The INTERLACE phase III trial, funded by Cancer Research UK and the UCL Cancer Trials Centre, assessed whether a short course of induction chemotherapy prior to chemoradiation could reduce the rate of relapse and death among patients with advanced cervical cancer that hadn’t spread to other parts of the body.
The trial concluded that the new treatment regimen led to a 40% reduction in the risk of death and a 35% reduction in the risk of cancer returning over a follow-up period of at least five years. Five patients involved in the trial have been disease-free for over 10 years.
The protocol has been adopted by institutions around the world since the study was published, and is included in the National Comprehensive Cancer Network (NCCN) guidelines on the management of locally advanced cervical cancer.

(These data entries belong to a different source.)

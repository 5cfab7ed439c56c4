use std::any::type_name;
use std::fmt;
use std::sync::{Arc, Mutex, MutexGuard};

use crate::constants::ERR_POISONED_LOCK;
use crate::{ArrayAccess, DynamicArray, DynamicArrayBuilder, MemoryProvider, Result, SystemMemory};

/// A thread-safe handle to a [`DynamicArray`] guarded by an exclusive lock.
///
/// Every operation takes the lock for its full duration, including any reallocation, and
/// releases it before returning. Each operation is therefore atomic with respect to the others,
/// but a sequence of operations is not: another thread may run between two calls.
///
/// This type acts as a cloneable handle to a shared array. All clones operate on the same
/// elements, and the array lives until the last handle is dropped.
///
/// Values are returned by copy because a reference into the buffer cannot outlive the lock.
///
/// # Example
///
/// ```
/// use std::thread;
///
/// use dynamic_array::SharedDynamicArray;
///
/// let array = SharedDynamicArray::<u32>::new()?;
///
/// let workers: Vec<_> = (0..4)
///     .map(|worker| {
///         let array = array.clone();
///         thread::spawn(move || {
///             for value in 0..100 {
///                 array.push(worker * 100 + value).unwrap();
///             }
///         })
///     })
///     .collect();
///
/// for worker in workers {
///     worker.join().unwrap();
/// }
///
/// assert_eq!(array.len(), 400);
/// # Ok::<(), dynamic_array::Error>(())
/// ```
pub struct SharedDynamicArray<T, M: MemoryProvider = SystemMemory> {
    inner: Arc<Mutex<DynamicArray<T, M>>>,
}

impl<T: Copy> SharedDynamicArray<T> {
    /// Creates a builder for configuring and constructing a shared array.
    ///
    /// Finish the builder with [`build_shared()`](DynamicArrayBuilder::build_shared).
    #[inline]
    pub fn builder() -> DynamicArrayBuilder<T> {
        DynamicArrayBuilder::new()
    }

    /// Creates an empty shared array with the default configuration.
    ///
    /// # Errors
    ///
    /// Same as [`DynamicArray::new()`].
    #[inline]
    pub fn new() -> Result<Self> {
        DynamicArray::new().map(Self::from)
    }
}

impl<T: Copy, M: MemoryProvider> From<DynamicArray<T, M>> for SharedDynamicArray<T, M> {
    /// Wraps an existing array so it can be shared across threads.
    ///
    /// # Example
    ///
    /// ```
    /// use dynamic_array::{DynamicArray, SharedDynamicArray};
    ///
    /// let mut array = DynamicArray::<u8>::new()?;
    /// array.push(1)?;
    ///
    /// let shared = SharedDynamicArray::from(array);
    /// assert_eq!(shared.get(0)?, 1);
    /// # Ok::<(), dynamic_array::Error>(())
    /// ```
    fn from(array: DynamicArray<T, M>) -> Self {
        Self {
            inner: Arc::new(Mutex::new(array)),
        }
    }
}

impl<T: Copy, M: MemoryProvider> SharedDynamicArray<T, M> {
    fn lock(&self) -> MutexGuard<'_, DynamicArray<T, M>> {
        self.inner.lock().expect(ERR_POISONED_LOCK)
    }

    /// Size of one element in bytes, which is `size_of::<T>()`.
    #[must_use]
    pub fn element_size(&self) -> usize {
        self.lock().element_size()
    }

    /// Number of live elements at the time of the call.
    #[must_use]
    pub fn len(&self) -> usize {
        self.lock().len()
    }

    /// Whether the array had no live elements at the time of the call.
    #[must_use]
    pub fn is_empty(&self) -> bool {
        self.lock().is_empty()
    }

    /// Number of elements the buffer can hold without reallocating.
    #[must_use]
    pub fn capacity(&self) -> usize {
        self.lock().capacity()
    }

    /// Whether the array currently owns a buffer.
    #[must_use]
    pub fn is_allocated(&self) -> bool {
        self.lock().is_allocated()
    }

    /// See [`DynamicArray::reinitialize()`].
    pub fn reinitialize(&self) -> Result<()> {
        self.lock().reinitialize()
    }

    /// Frees the buffer for every handle. See [`DynamicArray::release_buffer()`].
    pub fn release_buffer(&self) {
        self.lock().release_buffer();
    }

    /// Frees the buffer for every handle and drops this handle.
    ///
    /// The lock itself is freed together with the last handle.
    pub fn release_all(self) {
        self.release_buffer();
    }

    /// See [`DynamicArray::clear()`].
    pub fn clear(&self) {
        self.lock().clear();
    }

    /// See [`DynamicArray::reserve()`].
    pub fn reserve(&self, capacity: usize) -> Result<()> {
        self.lock().reserve(capacity)
    }

    /// See [`DynamicArray::expand()`].
    pub fn expand(&self, doublings: u32) -> Result<()> {
        self.lock().expand(doublings)
    }

    /// See [`DynamicArray::shrink()`].
    pub fn shrink(&self, halvings: u32) -> Result<()> {
        self.lock().shrink(halvings)
    }

    /// See [`DynamicArray::shrink_to_fit()`].
    pub fn shrink_to_fit(&self) -> Result<()> {
        self.lock().shrink_to_fit()
    }

    /// See [`DynamicArray::push()`].
    pub fn push(&self, value: T) -> Result<()> {
        self.lock().push(value)
    }

    /// See [`DynamicArray::pop()`].
    pub fn pop(&self) -> Result<Option<T>> {
        self.lock().pop()
    }

    /// See [`DynamicArray::set()`].
    pub fn set(&self, index: usize, value: T) -> Result<()> {
        self.lock().set(index, value)
    }

    /// See [`DynamicArray::insert()`].
    pub fn insert(&self, index: usize, value: T) -> Result<()> {
        self.lock().insert(index, value)
    }

    /// See [`DynamicArray::remove()`].
    pub fn remove(&self, index: usize) -> Result<()> {
        self.lock().remove(index)
    }

    /// Returns a copy of the value at `index`.
    ///
    /// # Errors
    ///
    /// Same as [`DynamicArray::get()`].
    pub fn get(&self, index: usize) -> Result<T> {
        self.lock().get(index).copied()
    }
}

impl<T, M: MemoryProvider> Clone for SharedDynamicArray<T, M> {
    fn clone(&self) -> Self {
        Self {
            inner: Arc::clone(&self.inner),
        }
    }
}

impl<T, M: MemoryProvider> fmt::Debug for SharedDynamicArray<T, M> {
    fn fmt(&self, f: &mut fmt::Formatter<'_>) -> fmt::Result {
        f.debug_struct("SharedDynamicArray")
            .field("element_type", &type_name::<T>())
            .field("handles", &Arc::strong_count(&self.inner))
            .finish_non_exhaustive()
    }
}

impl<T: Copy, M: MemoryProvider> ArrayAccess<T> for SharedDynamicArray<T, M> {
    fn len(&self) -> usize {
        Self::len(self)
    }

    fn is_empty(&self) -> bool {
        Self::is_empty(self)
    }

    fn capacity(&self) -> usize {
        Self::capacity(self)
    }

    fn clear(&mut self) {
        Self::clear(self);
    }

    fn reserve(&mut self, capacity: usize) -> Result<()> {
        Self::reserve(self, capacity)
    }

    fn expand(&mut self, doublings: u32) -> Result<()> {
        Self::expand(self, doublings)
    }

    fn shrink(&mut self, halvings: u32) -> Result<()> {
        Self::shrink(self, halvings)
    }

    fn shrink_to_fit(&mut self) -> Result<()> {
        Self::shrink_to_fit(self)
    }

    fn push(&mut self, value: T) -> Result<()> {
        Self::push(self, value)
    }

    fn pop(&mut self) -> Result<Option<T>> {
        Self::pop(self)
    }

    fn set(&mut self, index: usize, value: T) -> Result<()> {
        Self::set(self, index, value)
    }

    fn insert(&mut self, index: usize, value: T) -> Result<()> {
        Self::insert(self, index, value)
    }

    fn remove(&mut self, index: usize) -> Result<()> {
        Self::remove(self, index)
    }

    fn read(&self, index: usize) -> Result<T> {
        self.get(index)
    }
}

Dr McCormack, who is also a Consultant Oncologist at UCLH, said: "It’s been a long journey towards improving outcomes for patients with advanced cervical cancer, and at times a difficult one. But even when I wasn’t sure if the research would ever be completed, I was determined to see it through to the end for the patients.
"It’s an honour to be included in the TIME100 Health list 2025, but in truth clinical trials are a team effort. The study wouldn’t have been possible without the contributions of all’of my co-authors."